Ah, thanks for pointing that out. Yes, it should be both a human-readable as well as a spreadsheet-parsable date, rather than something (a UNIX timestamp) that both are going to stumble over.

(2021-07-27, 04:34 PM)David001 Wrote: Since you are (one of) the authors of the software, Do you think it would be worth adding a plain text option to the possible formats.

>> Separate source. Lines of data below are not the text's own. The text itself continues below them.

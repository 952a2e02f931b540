//! A reference-counted handle that shares ownership of one heap-allocated object.
//!
//! Every [`SharedHandle`] in an ownership group points at the same object
//! and at the same heap-allocated [`RefCount`].
//! Cloning a handle joins its group and bumps the count;
//! dropping, erasing or reassigning a handle leaves its group.
//! When the last handle leaves, the counter and the object are both released,
//! exactly once.
//!
//! The count is not atomic, so a `SharedHandle` is neither `Send` nor `Sync`.
//!
//! ```
//! use shared_handle::SharedHandle;
//!
//! let a = SharedHandle::new(20);
//! let b = a.clone();
//! assert_eq!(a.strong_count(), 2);
//! assert!(a.ptr_eq(&b));
//! b.erase();
//! assert_eq!(a.strong_count(), 1);
//! ```
//!
//! ## Reassignment
//!
//! [`SharedHandle::assign()`] leaves the current group before joining the new one,
//! releasing the old object only if this handle was its last owner.
//! The legacy assignment had the release check inverted
//! (it released the old object whenever *other* owners remained).
//! That behavior is described by [`ReassignPolicy::Legacy`] and can be reproduced
//! with `assign_legacy()` when the `legacy_reassign` feature is enabled.
//! The public entry point is only tested with that feature on:
//!
//! ```sh
//! cargo test -p shared_handle --features legacy_reassign
//! ```

#![no_std]
#![deny(unsafe_op_in_unsafe_fn)]

extern crate alloc;


use alloc::boxed::Box;
use core::{
    fmt,
    marker::PhantomData,
    mem::ManuallyDrop,
    ops::Deref,
    ptr::{self, NonNull},
};
use log::{trace, warn};
pub use ref_count::RefCount;

/// One owner among a group of handles sharing a heap-allocated `T`.
///
/// An empty handle (owning no object) still has its own counter,
/// so it can be cloned and reassigned like any other handle.
///
/// Dereferencing an empty handle panics; use [`SharedHandle::get()`] to check first.
pub struct SharedHandle<T> {
    ptr: Option<NonNull<T>>,
    /// Shared with every other handle of this group. Always repointed together with `ptr`.
    counter: NonNull<RefCount>,
    _owns: PhantomData<T>,
}

impl<T> SharedHandle<T> {
    /// Starts a new ownership group around `ptr`, allocating its counter.
    fn fresh(ptr: Option<NonNull<T>>) -> SharedHandle<T> {
        let counter = NonNull::from(Box::leak(Box::new(RefCount::new())));
        let handle = SharedHandle { ptr, counter, _owns: PhantomData };
        handle.counter().increment();
        trace!("SharedHandle: new group with counter at {:p}", counter);
        handle
    }

    /// Creates a handle that owns no object.
    ///
    /// This still allocates a counter, just like the other constructors.
    pub fn empty() -> SharedHandle<T> {
        Self::fresh(None)
    }

    /// Moves `value` onto the heap and starts a new ownership group around it.
    pub fn new(value: T) -> SharedHandle<T> {
        Self::from_box(Box::new(value))
    }

    /// Starts a new ownership group around the object inside the given `Box`.
    pub fn from_box(boxed: Box<T>) -> SharedHandle<T> {
        Self::fresh(Some(NonNull::from(Box::leak(boxed))))
    }

    /// Starts a new ownership group around the object at `raw`,
    /// or creates an empty handle if `raw` is null.
    ///
    /// # Safety
    ///
    /// A non-null `raw` must come from [`Box::into_raw()`]
    /// and must not be owned by anything else, including another handle.
    pub unsafe fn from_raw(raw: *mut T) -> SharedHandle<T> {
        Self::fresh(NonNull::new(raw))
    }

    #[inline]
    fn counter(&self) -> &RefCount {
        // SAFETY: the counter lives as long as any handle of its group,
        // and this handle is part of that group.
        unsafe { self.counter.as_ref() }
    }

    /// Returns the number of handles in this handle's ownership group, including itself.
    #[inline]
    pub fn strong_count(&self) -> isize {
        self.counter().count()
    }

    /// Returns `true` if this handle owns no object.
    #[inline]
    pub fn is_empty(&self) -> bool {
        self.ptr.is_none()
    }

    /// Returns the address of the shared object, or null if this handle is empty.
    #[inline]
    pub fn as_ptr(&self) -> *const T {
        self.ptr.map_or(ptr::null(), |p| p.as_ptr() as *const T)
    }

    /// Returns `true` if both handles belong to the same ownership group.
    pub fn ptr_eq(&self, other: &SharedHandle<T>) -> bool {
        self.counter == other.counter
    }

    /// Returns a reference to the shared object, if any.
    #[inline]
    pub fn get(&self) -> Option<&T> {
        // SAFETY: the object lives as long as any handle of its group,
        // and it is only ever mutated through `get_mut()`, which requires sole ownership.
        self.ptr.as_ref().map(|p| unsafe { p.as_ref() })
    }

    /// Returns a mutable reference to the object if this handle is its only owner.
    ///
    /// Returns `None` if the object is shared or if this handle is empty.
    pub fn get_mut(&mut self) -> Option<&mut T> {
        if self.strong_count() != 1 {
            return None;
        }
        // SAFETY: no other handle can reach the object, and `&mut self` excludes other borrows.
        self.ptr.as_mut().map(|p| unsafe { p.as_mut() })
    }

    /// Leaves the current ownership group and joins `other`'s group.
    ///
    /// The object and counter of the current group are released
    /// only if this handle was the last one in it.
    /// Assigning a handle from the same group leaves the count unchanged.
    ///
    /// Returns `self` so that calls can be chained.
    pub fn assign(&mut self, other: &SharedHandle<T>) -> &mut SharedHandle<T> {
        // SAFETY: the corrected policy only releases a group once nobody else is in it.
        unsafe { self.reassign(other, ReassignPolicy::Corrected) };
        self
    }

    /// Leaves the current ownership group and joins `other`'s group,
    /// using the inverted release check of [`ReassignPolicy::Legacy`].
    ///
    /// If this handle was the last one in its group, the old object and counter are leaked.
    /// If other handles remain, the old object and counter are released underneath them.
    ///
    /// # Safety
    ///
    /// `self` must be the only handle in its ownership group.
    /// Otherwise the remaining handles of that group are left pointing at freed memory.
    #[cfg(feature = "legacy_reassign")]
    pub unsafe fn assign_legacy(&mut self, other: &SharedHandle<T>) -> &mut SharedHandle<T> {
        // SAFETY: the caller upholds the contract above.
        unsafe { self.reassign(other, ReassignPolicy::Legacy) };
        self
    }

    /// Adopts `other`'s object and counter, then decrements the previous counter
    /// and releases the previous group if `policy` says so.
    ///
    /// `self` is repointed before anything is released,
    /// so a panicking `T::drop` leaves it a valid member of `other`'s group.
    ///
    /// # Safety
    ///
    /// If `policy` releases a group that still has other handles, those handles dangle.
    unsafe fn reassign(&mut self, other: &SharedHandle<T>, policy: ReassignPolicy) {
        let (prev_ptr, prev_counter) = (self.ptr, self.counter);
        self.ptr = other.ptr;
        self.counter = other.counter;
        self.counter().increment();

        // SAFETY: nothing has been released yet, so the previous counter is still live.
        let remaining = unsafe { prev_counter.as_ref() }.decrement();
        if policy.releases_previous(remaining) {
            if remaining != 0 {
                warn!(
                    "SharedHandle: releasing counter at {:p} while {} other handle(s) still refer to it",
                    prev_counter, remaining,
                );
            }
            // SAFETY: delegated to the caller.
            unsafe { Self::release_group(prev_ptr, prev_counter) };
        }
    }

    /// Releases this handle's ownership right away.
    ///
    /// This is the same as dropping the handle, and the object is released
    /// if this was the last handle in its group.
    /// The handle is consumed, so it cannot be used afterwards:
    /// ```compile_fail
    /// use shared_handle::SharedHandle;
    ///
    /// let a = SharedHandle::new(20);
    /// a.erase();
    /// assert_eq!(*a, 20);
    /// ```
    pub fn erase(self) {
        drop(self);
    }

    /// Moves the object out if this handle is its only owner.
    ///
    /// Otherwise, including when this handle is empty, the handle is returned unchanged.
    pub fn try_unwrap(self) -> Result<T, SharedHandle<T>> {
        let p = match self.ptr {
            Some(p) if self.strong_count() == 1 => p,
            _ => return Err(self),
        };
        let this = ManuallyDrop::new(self);
        // SAFETY: this is the last handle of the group, and it will never be dropped.
        unsafe { Self::release_group(None, this.counter) };
        // SAFETY: `p` came from a `Box` and no handle refers to it anymore.
        Ok(*unsafe { Box::from_raw(p.as_ptr()) })
    }

    /// Frees a group's `counter` and, if present, its object at `ptr`.
    ///
    /// # Safety
    ///
    /// No handle may use this counter or object afterwards.
    unsafe fn release_group(ptr: Option<NonNull<T>>, counter: NonNull<RefCount>) {
        trace!("SharedHandle: releasing group with counter at {:p}", counter);
        // SAFETY: the counter came from a `Box` in `fresh()`.
        drop(unsafe { Box::from_raw(counter.as_ptr()) });
        if let Some(p) = ptr {
            // SAFETY: the object came from a `Box` and the caller guarantees no one else uses it.
            drop(unsafe { Box::from_raw(p.as_ptr()) });
        }
    }
}

impl<T> Clone for SharedHandle<T> {
    /// Joins this handle's ownership group, incrementing the shared count.
    fn clone(&self) -> SharedHandle<T> {
        self.counter().increment();
        SharedHandle { ptr: self.ptr, counter: self.counter, _owns: PhantomData }
    }

    /// Same as [`SharedHandle::assign()`].
    fn clone_from(&mut self, source: &SharedHandle<T>) {
        self.assign(source);
    }
}

impl<T> Drop for SharedHandle<T> {
    fn drop(&mut self) {
        if self.counter().decrement() == 0 {
            // SAFETY: that was the last handle of the group.
            unsafe { Self::release_group(self.ptr, self.counter) };
        }
    }
}

impl<T> Deref for SharedHandle<T> {
    type Target = T;

    #[track_caller]
    fn deref(&self) -> &T {
        match self.get() {
            Some(value) => value,
            None => empty_deref(),
        }
    }
}

#[cold]
#[track_caller]
fn empty_deref() -> ! {
    panic!("dereferenced an empty SharedHandle")
}

impl<T> Default for SharedHandle<T> {
    fn default() -> Self {
        SharedHandle::empty()
    }
}

impl<T> From<Box<T>> for SharedHandle<T> {
    fn from(boxed: Box<T>) -> Self {
        SharedHandle::from_box(boxed)
    }
}

impl<T: fmt::Debug> fmt::Debug for SharedHandle<T> {
    fn fmt(&self, f: &mut fmt::Formatter<'_>) -> fmt::Result {
        f.debug_struct("SharedHandle")
            .field("value", &self.get())
            .field("refs", &self.strong_count())
            .finish()
    }
}


/// Decides whether reassigning a handle releases the group it is leaving,
/// given the count that remains after its own decrement.
#[derive(Clone, Copy, Debug, PartialEq, Eq)]
pub enum ReassignPolicy {
    /// Release the old group only when no handles remain in it.
    Corrected,
    /// Release the old group whenever handles *do* remain in it.
    /// This leaks a group whose last handle is reassigned,
    /// and frees a group out from under its remaining handles.
    Legacy,
}

impl ReassignPolicy {
    /// Returns `true` if a group with `remaining` handles left should be released.
    pub const fn releases_previous(self, remaining: isize) -> bool {
        match self {
            ReassignPolicy::Corrected => remaining == 0,
            ReassignPolicy::Legacy => remaining != 0,
        }
    }
}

Yes. I am thinking of moving its functionality into my Extract Posts plugin anyway, since they do similar jobs, so it seems pointless to have two separate plugins. It would also be helpful to add the ability to select multiple threads or even entire forums to download. If/when I do that, it will be easy to add plain text as a format option given that Extract Posts already supports it. I'll let you know if/when I get that done.
(This post was last modified: 2021-07-27, 11:20 PM by Laird.)
[-] The following 1 user Likes Laird's post:
  • Typoz
I was just wondering, when the idea of possibly downloading entire forums was mentioned, where one should draw a line between ordinary user functionality, and privileged administrator functionality. Or should there be such a boundary?
[-] The following 1 user Likes Typoz's post:
  • Laird
(2021-07-28, 01:49 AM)Typoz Wrote: I was just wondering, when the idea of possibly downloading entire forums was mentioned, where one should draw a line between ordinary user functionality, and privileged administrator functionality. Or should there be such a boundary?

That's a good question. Perhaps the plugin could support per-usergroup permissions to (1) stipulate which usergroups could download entire forums, and (2) stipulate a maximum number of simultaneous thread downloads for each member of the usergroup.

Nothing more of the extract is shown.